#### Work order:
Which lines in the listing below contain the word "Option"? Copy each one.

--- Extracted records ---

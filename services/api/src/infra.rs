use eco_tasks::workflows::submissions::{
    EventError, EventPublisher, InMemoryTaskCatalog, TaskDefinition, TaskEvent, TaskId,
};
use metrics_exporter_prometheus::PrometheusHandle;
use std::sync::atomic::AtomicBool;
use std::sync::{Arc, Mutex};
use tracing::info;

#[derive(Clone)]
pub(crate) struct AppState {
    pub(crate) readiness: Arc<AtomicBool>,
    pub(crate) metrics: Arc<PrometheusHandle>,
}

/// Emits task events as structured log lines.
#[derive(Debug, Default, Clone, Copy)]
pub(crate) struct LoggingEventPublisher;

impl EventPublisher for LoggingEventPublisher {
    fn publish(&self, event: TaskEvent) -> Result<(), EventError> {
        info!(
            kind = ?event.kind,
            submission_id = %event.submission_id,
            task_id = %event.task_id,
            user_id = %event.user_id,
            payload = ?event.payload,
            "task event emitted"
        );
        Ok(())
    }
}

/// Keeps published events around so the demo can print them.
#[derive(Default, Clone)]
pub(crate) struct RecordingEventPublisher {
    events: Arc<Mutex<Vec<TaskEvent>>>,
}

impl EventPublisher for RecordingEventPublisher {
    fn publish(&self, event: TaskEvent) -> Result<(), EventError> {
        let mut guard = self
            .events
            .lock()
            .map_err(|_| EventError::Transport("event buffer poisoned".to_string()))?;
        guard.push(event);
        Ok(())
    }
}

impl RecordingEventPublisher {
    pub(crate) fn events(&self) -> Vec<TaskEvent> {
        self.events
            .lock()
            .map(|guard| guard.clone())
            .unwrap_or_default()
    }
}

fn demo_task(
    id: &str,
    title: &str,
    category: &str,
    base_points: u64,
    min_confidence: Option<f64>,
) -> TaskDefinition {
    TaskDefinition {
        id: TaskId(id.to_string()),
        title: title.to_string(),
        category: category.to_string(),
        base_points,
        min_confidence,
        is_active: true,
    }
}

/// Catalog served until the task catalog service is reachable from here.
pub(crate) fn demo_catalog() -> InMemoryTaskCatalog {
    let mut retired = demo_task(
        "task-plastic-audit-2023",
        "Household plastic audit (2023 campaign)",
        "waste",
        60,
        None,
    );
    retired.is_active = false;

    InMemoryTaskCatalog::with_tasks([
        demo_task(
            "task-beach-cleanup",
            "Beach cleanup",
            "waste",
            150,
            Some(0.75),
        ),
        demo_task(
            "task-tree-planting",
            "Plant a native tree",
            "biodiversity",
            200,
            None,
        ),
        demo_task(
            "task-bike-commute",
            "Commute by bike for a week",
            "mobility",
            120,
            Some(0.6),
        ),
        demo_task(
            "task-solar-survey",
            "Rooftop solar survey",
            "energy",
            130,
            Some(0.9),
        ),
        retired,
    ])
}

---
--- Extracted records ---

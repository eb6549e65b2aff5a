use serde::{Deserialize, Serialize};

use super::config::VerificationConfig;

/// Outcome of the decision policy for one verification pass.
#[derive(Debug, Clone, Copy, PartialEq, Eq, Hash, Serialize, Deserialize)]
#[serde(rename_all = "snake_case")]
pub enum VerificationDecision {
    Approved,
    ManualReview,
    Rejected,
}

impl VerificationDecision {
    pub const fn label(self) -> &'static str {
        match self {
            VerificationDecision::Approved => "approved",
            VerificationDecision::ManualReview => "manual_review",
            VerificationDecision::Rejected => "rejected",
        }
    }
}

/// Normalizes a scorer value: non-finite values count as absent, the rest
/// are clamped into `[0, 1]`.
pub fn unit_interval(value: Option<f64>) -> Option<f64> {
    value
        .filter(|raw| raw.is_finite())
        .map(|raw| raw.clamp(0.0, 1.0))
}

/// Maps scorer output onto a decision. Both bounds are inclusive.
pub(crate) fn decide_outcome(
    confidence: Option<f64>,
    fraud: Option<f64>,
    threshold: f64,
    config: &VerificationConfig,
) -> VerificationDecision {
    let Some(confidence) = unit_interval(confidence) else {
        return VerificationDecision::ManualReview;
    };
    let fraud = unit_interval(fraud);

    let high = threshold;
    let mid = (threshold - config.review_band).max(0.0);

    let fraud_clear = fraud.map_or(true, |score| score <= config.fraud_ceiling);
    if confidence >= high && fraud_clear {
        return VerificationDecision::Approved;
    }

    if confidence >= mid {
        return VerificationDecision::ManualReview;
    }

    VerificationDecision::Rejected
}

---

#### Finished task:
    min_confidence: Option<f64>,
pub fn unit_interval(value: Option<f64>) -> Option<f64> {
    confidence: Option<f64>,
    fraud: Option<f64>,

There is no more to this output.